Which lines in the data below contain the word "Result"? Copy each of them.

*** GIVEN DATA Section Begins ***

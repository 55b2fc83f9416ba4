//! Synchronous notification client.
//!
//! Uses `std::os::unix::net::UnixStream` (no tokio dependency) so tools
//! and hooks can send a refresh hint without pulling in a runtime.
//! Sends are fire-and-forget: one JSON line, no response expected.

use std::io::Write;
use std::os::unix::net::UnixStream;
use std::path::Path;
use std::time::Duration;

use tracing::{debug, info};

use crate::errors::WorkdeckError;
use crate::ipc::messages::Notification;

/// Error sending a notification to a board.
#[derive(Debug, thiserror::Error)]
pub enum IpcClientError {
    #[error("No board is listening (socket not found at {path})")]
    NotListening { path: String },

    #[error("Connection failed: {message}")]
    ConnectionFailed { message: String },

    #[error("Failed to encode notification: {message}")]
    EncodeFailed { message: String },

    #[error("IO error: {0}")]
    Io(#[from] std::io::Error),
}

impl WorkdeckError for IpcClientError {
    fn error_code(&self) -> &'static str {
        match self {
            IpcClientError::NotListening { .. } => "IPC_NOT_LISTENING",
            IpcClientError::ConnectionFailed { .. } => "IPC_CONNECTION_FAILED",
            IpcClientError::EncodeFailed { .. } => "IPC_ENCODE_FAILED",
            IpcClientError::Io(_) => "IPC_CLIENT_IO_ERROR",
        }
    }

    fn is_user_error(&self) -> bool {
        matches!(self, IpcClientError::NotListening { .. })
    }
}

/// Connect to a board socket with a write timeout.
fn connect(socket_path: &Path) -> Result<UnixStream, IpcClientError> {
    if !socket_path.exists() {
        return Err(IpcClientError::NotListening {
            path: socket_path.display().to_string(),
        });
    }

    let stream = UnixStream::connect(socket_path).map_err(|e| {
        if e.kind() == std::io::ErrorKind::ConnectionRefused {
            IpcClientError::NotListening {
                path: socket_path.display().to_string(),
            }
        } else {
            IpcClientError::ConnectionFailed {
                message: e.to_string(),
            }
        }
    })?;

    stream.set_write_timeout(Some(Duration::from_secs(2)))?;

    Ok(stream)
}

/// Send one notification line and return whether anyone was listening.
pub fn try_send_notification(
    socket_path: &Path,
    notification: &Notification,
) -> Result<(), IpcClientError> {
    let msg =
        serde_json::to_string(notification).map_err(|e| IpcClientError::EncodeFailed {
            message: e.to_string(),
        })?;

    let mut stream = connect(socket_path)?;
    writeln!(stream, "{}", msg)?;
    stream.flush()?;

    Ok(())
}

/// Fire-and-forget send. A missing or unresponsive board is not an error;
/// the outcome is logged and swallowed so callers always succeed.
pub fn send_notification(socket_path: &Path, notification: &Notification) {
    match try_send_notification(socket_path, notification) {
        Ok(()) => {
            info!(
                event = "core.ipc.notify_sent",
                kind = notification.kind(),
                socket = %socket_path.display()
            );
        }
        Err(e) => {
            debug!(
                event = "core.ipc.notify_skipped",
                kind = notification.kind(),
                reason = %e
            );
        }
    }
}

*** GIVEN DATA Section Ends ***

- REPLY -
fn connect(socket_path: &Path) -> Result<UnixStream, IpcClientError> {
) -> Result<(), IpcClientError> {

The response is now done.